A three-judge panel chaired by the Honorable William H. Rehnquist, Chief Justice of the United States, today found King Richard III not guilty of the murder of his nephews, the famous “Princes in the Tower.”

“The Trial of Richard III” took place before an overflow crowd as part of the Chief Justice of the United States’ four-day visit to the Indiana University School of Law, Bloomington. The trial featured appellate-style briefs and arguments by students and graduates of the Law School.

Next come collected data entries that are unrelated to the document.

//! Public entry point of the widget.

use std::sync::Arc;

use tokio::task::JoinHandle;

use crate::config::{Settings, SetupOptions};
use crate::container::ContainerManager;
use crate::context::Context;
use crate::message::{MessageHandle, Messages};
use crate::page::Page;
use crate::platform::NotificationPlatform;
use crate::system::{PermissionHooks, SystemNotifier};
use crate::telemetry::verbose;
use crate::types::{Severity, TempPolicy};

/// On-page notifications, with a [`SystemNotifier`] for native ones.
#[derive(Clone)]
pub struct Notifier {
    ctx: Arc<Context>,
    messages: Messages,
    system: SystemNotifier,
}

pub struct NotifierBuilder {
    page: Arc<dyn Page>,
    platform: Arc<dyn NotificationPlatform>,
    options: SetupOptions,
    hooks: PermissionHooks,
}

impl NotifierBuilder {
    #[must_use]
    pub fn new(page: Arc<dyn Page>, platform: Arc<dyn NotificationPlatform>) -> Self {
        Self {
            page,
            platform,
            options: SetupOptions::default(),
            hooks: PermissionHooks::default(),
        }
    }

    #[must_use]
    pub fn options(mut self, options: SetupOptions) -> Self {
        self.options = options;
        self
    }

    #[must_use]
    pub fn hooks(mut self, hooks: PermissionHooks) -> Self {
        self.hooks = hooks;
        self
    }

    /// Build the notifier. A delivery worker path among the options starts
    /// its registration right away.
    #[must_use]
    pub fn build(self) -> Notifier {
        let mut settings = Settings::default();
        settings.merge(&self.options);
        let ctx = Context::new(self.page, settings);
        let messages = Messages::new(Arc::clone(&ctx), ContainerManager::new(Arc::clone(&ctx)));
        let system = SystemNotifier::new(
            Arc::clone(&ctx),
            messages.clone(),
            self.platform,
            self.hooks,
        );
        let notifier = Notifier {
            ctx,
            messages,
            system,
        };
        notifier.register_configured_worker(&self.options);
        notifier
    }
}

impl Notifier {
    #[must_use]
    pub fn builder(
        page: Arc<dyn Page>,
        platform: Arc<dyn NotificationPlatform>,
    ) -> NotifierBuilder {
        NotifierBuilder::new(page, platform)
    }

    pub fn info(&self, msg: &str, temp: impl Into<TempPolicy>) -> MessageHandle {
        self.show(Severity::Info, msg, temp)
    }

    pub fn success(&self, msg: &str, temp: impl Into<TempPolicy>) -> MessageHandle {
        self.show(Severity::Success, msg, temp)
    }

    pub fn warning(&self, msg: &str, temp: impl Into<TempPolicy>) -> MessageHandle {
        self.show(Severity::Warning, msg, temp)
    }

    pub fn error(&self, msg: &str, temp: impl Into<TempPolicy>) -> MessageHandle {
        self.show(Severity::Error, msg, temp)
    }

    /// Append one message to the container, creating it if needed.
    pub fn show(
        &self,
        severity: Severity,
        msg: &str,
        temp: impl Into<TempPolicy>,
    ) -> MessageHandle {
        self.messages.show(severity, msg, temp.into())
    }

    /// Remove the container and every message in it.
    pub fn clear(&self) {
        self.messages.clear();
    }

    /// Merge `options` into the current settings.
    ///
    /// Returns the registration task when the options name a delivery worker
    /// and one could be started.
    pub fn setup(&self, options: &SetupOptions) -> Option<JoinHandle<()>> {
        let settings = self.ctx.settings.apply(options);
        verbose!(
            self.ctx.settings,
            app_title = %settings.app_title,
            z_index = settings.z_index,
            "notifier settings updated"
        );
        self.register_configured_worker(options)
    }

    #[must_use]
    pub fn settings(&self) -> Settings {
        self.ctx.settings.snapshot()
    }

    #[must_use]
    pub const fn system(&self) -> &SystemNotifier {
        &self.system
    }

    fn register_configured_worker(&self, options: &SetupOptions) -> Option<JoinHandle<()>> {
        let path = options
            .service_worker_path
            .as_deref()
            .filter(|path| !path.is_empty())?;
        self.system.register_worker(path)
    }
}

The case for the prosecution was argued by prominent Washington attorney James F. Fitzpatrick. Fitzpatrick, a partner at Arnold & Porter and a graduate of the IU Law School, has represented many noteworthy clients including the chairs of the House Judiciary and Energy and Commerce Committees, the Commissioner of Baseball, former Senator Robert Packwood, and former White House Counsel Bernard Nussbaum. Fitzpatrick was joined by Paige Porter, a third-year law student and a member of last year’s winning student moot court team.

The prosecution argued that the evidence of contemporary writers, the accounts of Thomas More and Williams Shakespeare, the known facts concerning the character of Richard III, and forensic evidence concerning two sets of bones found in the Tower in the 20th century constituted, in the words of Fitzpatrick’s opening statement to the Court, the “pieces of a mosaic” which show that Richard III took the lives of his nephews in order to secure his hold on the crown.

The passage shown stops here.